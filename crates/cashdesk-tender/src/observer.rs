//! # Payment Observers
//!
//! Collaborators that want to hear when a payment ends. They receive no
//! payload of their own; they query the outcome through [`PaymentStatus`].

use std::sync::Arc;

use cashdesk_core::TenderOutcome;

/// Read access to the outcome of the most recent payment.
pub trait PaymentStatus {
    /// True iff the most recently ended session was successful.
    fn is_successful(&self) -> bool;

    /// Outcome of the current session (`Pending` while it runs or before
    /// any session started).
    fn outcome(&self) -> TenderOutcome;
}

/// Notified once per session termination.
pub trait PaymentObserver: Send + Sync {
    fn notify(&self, payment: &dyn PaymentStatus);
}

/// Observers in registration order.
#[derive(Default)]
pub struct ObserverList {
    observers: Vec<Arc<dyn PaymentObserver>>,
}

impl ObserverList {
    pub fn new() -> Self {
        Self::default()
    }

    pub fn register(&mut self, observer: Arc<dyn PaymentObserver>) {
        self.observers.push(observer);
    }

    pub fn len(&self) -> usize {
        self.observers.len()
    }

    pub fn is_empty(&self) -> bool {
        self.observers.is_empty()
    }

    pub fn notify_all(&self, payment: &dyn PaymentStatus) {
        for observer in &self.observers {
            observer.notify(payment);
        }
    }
}

impl std::fmt::Debug for ObserverList {
    fn fmt(&self, f: &mut std::fmt::Formatter<'_>) -> std::fmt::Result {
        f.debug_struct("ObserverList")
            .field("len", &self.observers.len())
            .finish()
    }
}
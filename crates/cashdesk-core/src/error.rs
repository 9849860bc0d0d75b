//! # Error Types
//!
//! Domain-specific error types for cashdesk-core.
//!
//! ## Error Hierarchy
//! ```text
//! ┌─────────────────────────────────────────────────────────────────────────┐
//! │                         Error Types                                     │
//! │                                                                         │
//! │  cashdesk-core errors (this file)                                       │
//! │  ├── CoreError        - General domain errors                           │
//! │  └── ValidationError  - Input validation failures                       │
//! │                                                                         │
//! │  cashdesk-tender errors (separate crate)                                │
//! │  └── TenderError      - Configuration loading failures                  │
//! │                                                                         │
//! │  The payment controller never returns these: malformed tendered text    │
//! │  is absorbed into the error marker display.                             │
//! └─────────────────────────────────────────────────────────────────────────┘
//! ```

use thiserror::Error;

use crate::money::Money;

// =============================================================================
// Core Error
// =============================================================================

/// Core business logic errors.
#[derive(Debug, Error)]
pub enum CoreError {
    /// Amount due for a payment is not a chargeable amount.
    ///
    /// ## When This Occurs
    /// - A shell asks to collect zero or a negative amount
    #[error("Invalid amount due: {amount} (must be greater than zero)")]
    InvalidAmountDue { amount: Money },

    /// Validation error (wraps ValidationError).
    #[error("Validation error: {0}")]
    Validation(#[from] ValidationError),
}

// =============================================================================
// Validation Error
// =============================================================================

/// Input validation errors.
#[derive(Debug, Clone, PartialEq, Eq, Error)]
pub enum ValidationError {
    /// A required field is missing or empty.
    #[error("{field} is required")]
    Required { field: String },

    /// Field value is too long.
    #[error("{field} must be at most {max} digits")]
    TooLong { field: String, max: usize },

    /// Invalid format (letters, signs, too many decimals, ...).
    #[error("{field} has invalid format: {reason}")]
    InvalidFormat { field: String, reason: String },
}

// =============================================================================
// Result Type Alias
// =============================================================================

/// Convenience type alias for Results with CoreError.
pub type CoreResult<T> = Result<T, CoreError>;
//! # CLI Error Type

use cashdesk_core::CoreError;
use cashdesk_tender::TenderError;
use thiserror::Error;

#[derive(Debug, Error)]
pub enum CliError {
    #[error("missing amount due")]
    MissingAmount,

    #[error("unknown argument: {0}")]
    UnknownArgument(String),

    #[error("{0} expects a value")]
    MissingValue(String),

    #[error("view did not receive an event handle")]
    ViewNotRegistered,

    #[error(transparent)]
    Core(#[from] CoreError),

    #[error(transparent)]
    Tender(#[from] TenderError),

    #[error("failed to write outcome record: {0}")]
    Output(#[from] std::io::Error),

    #[error("failed to encode outcome record: {0}")]
    Encode(#[from] serde_json::Error),
}

pub type CliResult<T> = Result<T, CliError>;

### DIRECTIONS
Using the records above, gather all lines where the string "bool" is present.

### RESPONSE BELOW
    fn is_successful(&self) -> bool;
    pub fn is_empty(&self) -> bool {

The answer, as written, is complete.